The active bustle of the mistress (so she was called in the kitchen, and the gudewife in the parlour) had already signed the fate of a couple of fowls, which, for want of time to dress them otherwise, soon appeared reeking from the gridiron or brander, as Mrs. Dinmont denominated it. A huge piece of cold beef-ham, eggs, butter, cakes, and barley-meal bannocks in plenty, made up the entertainment, which was to be diluted with home-brewed ale of excellent quality, and a case-bottle of brandy. Few soldiers would find fault with such cheer after a day's hard exercise, and a skirmish to boot; accordingly Brown did great honour to the eatables. While the gudewife partly aided, partly instructed, a great stout servant girl, with cheeks as red as her top-knot, to remove the supper matters, and supply sugar and hot water (which, in the damsel's anxiety to gaze upon an actual live captain, she was in some danger of forgetting), Brown took an opportunity to ask his host whether he did not repent of having neglected the gipsy's hint.

"Wha kens?" answered he; "they're queer deevils ;maybe I might just have 'scaped ae gang to meet the other.

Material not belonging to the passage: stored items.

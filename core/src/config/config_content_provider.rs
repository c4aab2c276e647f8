use std::io::ErrorKind;
use std::path::PathBuf;

pub trait ConfigContentProvider {
    /// `Ok(None)` means there is nothing stored yet.
    fn get_config_content(&self) -> Result<Option<String>, String>;
    fn set_config_content(&self, content: &str) -> Result<(), String>;
}

pub struct FileContentConfigProvider {
    file_path: PathBuf,
}

impl FileContentConfigProvider {
    pub fn new(file_path: impl Into<PathBuf>) -> Self {
        Self {
            file_path: file_path.into(),
        }
    }
}

impl ConfigContentProvider for FileContentConfigProvider {
    fn get_config_content(&self) -> Result<Option<String>, String> {
        match std::fs::read_to_string(&self.file_path) {
            Ok(content) => Ok(Some(content)),
            Err(err) if err.kind() == ErrorKind::NotFound => Ok(None),
            Err(err) => Err(format!(
                "Failed to read config file {}: {}",
                self.file_path.display(),
                err
            )),
        }
    }

    fn set_config_content(&self, content: &str) -> Result<(), String> {
        std::fs::write(&self.file_path, content).map_err(|e| {
            format!(
                "Failed to write config file {}: {}",
                self.file_path.display(),
                e
            )
        })
    }
}
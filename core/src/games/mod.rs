mod session_rng;

pub mod snake;

pub use session_rng::SessionRng;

And yet I'll no say that neither; for if that randy wife was coming to Charlies-hope, she should have a pint bottle o' brandy and a pound o' tobacco to wear her through the winter. They're queer deevils, as my auld father used to say-they're warst where they're warst guided. After a', there's baith guid and ill about the gipsies."

This, and some other desultory conversation, served as a

"shoeing-horn" to draw on another cup of ale and another cheerer, as Dinmont termed it in his country phrase, of brandy and water. Brown then resolutely declined all further conviviality for that evening, pleading his own weariness and the effects of the skirmish,-being well aware that it would have availed nothing to have remonstrated with his host on the danger that excess might have occasioned to his own raw wound and bloody coxcomb. A very small bedroom, but a very clean bed, received the traveller, and the sheets made good the courteous vaunt of the hostess," that they would be as pleasant as he could find ony gate, for they were washed wi' the fairy-well water, and bleached on the bonny white gowans, and bittled by Nelly and hersell, and what could woman, if she was a queen, do mair for them?”

They indeed rivalled snow in whiteness, and had, besides, a pleasant fragrance from the manner in which they had been bleached. Little Wasp, after licking his master's hand to ask leave, couched himself on the coverlet at his feet; and the traveller's senses were soon lost in grateful oblivion.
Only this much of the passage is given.